From the August 2003 issue of Startups

(YoungBiz) - Sarah Zelechoski, 21, got a rude introduction to business when she and her brother Luke first opened Saruke, a Web design company in San Diego, and went on one of their first sales calls. After giving a price quote to a local real estate firm over the phone, Sarah and Luke arranged a meeting to finalize the deal.

When the Zelechoskis got there, however, the agent told them another company had offered to do the job for much less, so they lowered their price drastically. The job ended up being much more involved than they originally thought, and Saruke made almost nothing on the deal.

The Zelechoski brother-sister team is part of an growing trend of tech-savvy teens who are offering Web design services today at prices far below industry standards. They do, however, still have to find the "magic price" for their services--one low enough to attract customers, yet high enough to make an adequate profit.

Floor and Ceiling
Matt Chaifetz, 18, owner of Innovative Travel Concepts (ITC) in Manhasset, New York, devised a good way to handle the tricky problem of price when he learned two words: "floor" and "ceiling." The lowest price you can charge and still break even is the floor. It includes the cost to produce a product as well as your time and labor. The highest price a customer will pay is the ceiling, and that figure changes according to the strength of the demand for the product. In the space between the floor and the ceiling, there are lots of prices, and you have to decide which one is best for your customers.

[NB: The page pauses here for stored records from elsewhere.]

/// `nsc add operator --name NAME`
fn cmd_add_operator(
    ctx: &Ctx<'_>,
    name: Option<String>,
    public_key: Option<&str>,
    validity: &ValidityArgs,
    tags: Vec<String>,
) -> Result<()> {
    let store = ctx.config.create_store()?;
    let name = name.ok_or_else(|| anyhow!("operator name is required"))?;
    let key = match resolve_key(public_key, KeyRole::Operator)? {
        Some(k) => Some(k),
        None => resolve_signer(ctx.private_key.as_deref(), KeyRole::Operator)?,
    };
    let opts = AddOptions {
        key,
        start: validity.start.clone().unwrap_or_default(),
        expiry: validity.expiry.clone().unwrap_or_default(),
        tags,
        ..AddOptions::named(name)
    };
    let claims = store.add_operator(&opts, ctx.clock)?;
    print_added(Level::Operator, &claims);
    Ok(())
}

/// `nsc add account --name NAME`
fn cmd_add_account(
    ctx: &Ctx<'_>,
    answers: &mut dyn AnswerSource,
    name: Option<String>,
    operator: Option<&str>,
    public_key: Option<&str>,
    validity: &ValidityArgs,
    tags: Vec<String>,
) -> Result<()> {
    let store = ctx.open_store()?;
    let operator = ctx.operator(&store, operator)?;
    let entity = EntityRef::account(&operator, name.clone().unwrap_or_default());
    let mut opts = AddOptions {
        key: resolve_key(public_key, KeyRole::Account)?,
        signer: ctx.signer_for(&store, &entity)?,
        start: validity.start.clone().unwrap_or_default(),
        expiry: validity.expiry.clone().unwrap_or_default(),
        tags,
        ..AddOptions::named(name.unwrap_or_default())
    };
    if ctx.interactive {
        ask_add_options(answers, Level::Account, &mut opts)?;
    }
    let claims = store.add_account(&operator, &opts, ctx.clock)?;
    print_added(Level::Account, &claims);
    Ok(())
}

Chaifetz made a surprising discovery about pricing three years after opening ITC, a service business that allows individual travel agents to sell bookings without high fees. After hiring an independent consulting firm to conduct a survey of his clients to determine his best pricing strategy, Chaifetz found out that he could actually charge more for his services because of his track record for good customer service.

"I think my best quality as far as business goes is my ability to see things happening ahead of time," Chaifetz says, and this is especially true with pricing. He identifies his target customers and tailors his services and pricing to fit their needs. Chaifetz also studies the competition and notes their pricing strategies, both the ones that work and the ones that don't.

And while the Zelechoskis may have walked away from one of their first deals empty-handed, they did learn some valuable lessons about the importance of pricing, such as being sure to get all the facts about a job before you give a quote. Since then, Saruke has instituted additional pricing policies such as using a pre-determined price list and never giving price quotes over the phone.

So if you've been trying to discover the magic formula for pricing, it's easy to see you're not the only 'trep who struggles with this issue. Try some of the solutions suggested here, and, if all else fails, take a survey and ask your customers--most of the time they'll tell you exactly how wide they're willing to open their wallets.